Het uitgangspunt is dat er zo weinig mogelijk wisselwerking is tussen het prijsplafond en de salderingsregeling. De 2.900 kWh stroom van het prijsplafond is daarom op basis van het netto verbruik. Als je via je zonnepanelen stroom teruglevert, wordt er dus eerst gesaldeerd.
Let op: Heb je in 2023 nog een energiecontract met vaste prijzen die lager zijn dan de prijsplafondprijzen? Dan betaal je gewoon jouw lagere contractprijs voor je energieverbruik en betaal je nog minder dan de prijsplafondprijzen.

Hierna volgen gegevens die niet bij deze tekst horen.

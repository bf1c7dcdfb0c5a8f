use assert_cmd::Command;
use serde_json::Value;
use std::fs;
use std::path::{Path, PathBuf};
use tempfile::TempDir;

pub const PROTOCOL: &str = r#"{
  "operational_protocol": {
    "sourcing": {
      "requirement": "verifiable_sources",
      "domains": ["science"],
      "data_sources": {
        "local_paths": [
          {"id": "facts", "path": "data/facts.json", "description": "Reference facts"},
          {"id": "notes", "path": "data/notes.md", "description": "Working notes"},
          {"id": "gone", "path": "data/gone.txt", "description": "Never written"}
        ],
        "retrieval_urls": ["https://example.org/remote.json"]
      }
    },
    "identity": {"language": {"avoid": ["as an AI"]}},
    "vocabulary": {"banned_terms": ["guarantee"]}
  },
  "integrity_protocol": {
    "version": "3.0.0",
    "disclosure_schema": {"fields": ["model_version", "open_audit_cases", "custom"]}
  }
}"#;

pub struct TestEnv {
    _tmp: TempDir,
    pub root: PathBuf,
}

impl TestEnv {
    pub fn new() -> Self {
        let tmp = TempDir::new().expect("create temp dir");
        let root = tmp.path().to_path_buf();

        write(&root.join("protocol/protocol.json"), PROTOCOL);
        write(&root.join("data/facts.json"), r#"{"water_boils_c": 100}"#);
        write(&root.join("data/notes.md"), "boiling point at sea level");

        Self { _tmp: tmp, root }
    }

    /// A workspace with no protocol file.
    pub fn empty() -> Self {
        let tmp = TempDir::new().expect("create temp dir");
        let root = tmp.path().to_path_buf();
        Self { _tmp: tmp, root }
    }

    pub fn cmd(&self) -> Command {
        let mut cmd = Command::cargo_bin("groundwork").expect("binary built");
        cmd.arg("--root")
            .arg(&self.root)
            .env_remove("GROUNDWORK_ROOT")
            .env_remove("GROUNDWORK_PROTOCOL")
            .env_remove("RUST_LOG");
        cmd
    }

    pub fn run_json(&self, args: &[&str]) -> Value {
        let out = self
            .cmd()
            .args(args)
            .assert()
            .success()
            .get_output()
            .stdout
            .clone();
        serde_json::from_slice(&out).expect("valid json output")
    }
}

pub fn write(path: &Path, contents: &str) {
    if let Some(parent) = path.parent() {
        fs::create_dir_all(parent).expect("create parent dir");
    }
    fs::write(path, contents).expect("write fixture");
}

De periodes waarbinnen we de saldering toepassen zijn gelijk aan de periodes waarin we het prijsplafond toepassen bij het opstellen van je jaarnota. Zowel op je jaarnota van 2023 als die van 2024 heeft dit impact. Op deze pagina leggen we je alles uit over teruglevering en salderen.
Voorbeeldsituaties
Situatie 1.
Als je in de periode van 1 januari 2023 tot je jaarnota op 1 juni 2023 1.000 kWh teruglevert en 1.500 kWh verbruikt, dan is de netto afname 500 kWh. De verbruiksgrens van het prijsplafond vanaf 1 januari tot en met 31 mei is in totaal 1.275 kWh. Je netto afname valt daarmee volledig binnen het prijsplafond.
Situatie 2:
Als je in de periode van 1 januari 2023 tot je jaarnota op 1 juni 2023 2000 kWh teruglevert en 1.500 kWh verbruikt, is er sprake is van 500 kWh netto teruglevering en is het prijsplafond niet van toepassing.
Situatie 3:
Als je in de periode van 1 januari 2023 tot je jaarnota op 1 juni 2023 1.000 kWh teruglevert en 3.000 kWh verbruikt, dan is je netto afname 2.000 kWh en valt er 1.275 kWh binnen de verbruiksgrens van het prijsplafond voor die periode. Hiervoor betaal je 1,275 kWh * 0,40 euro = 510 euro. Voor de overige 725 kWh (2.000 – 1.275 kWh) betaal je de prijs van je contract.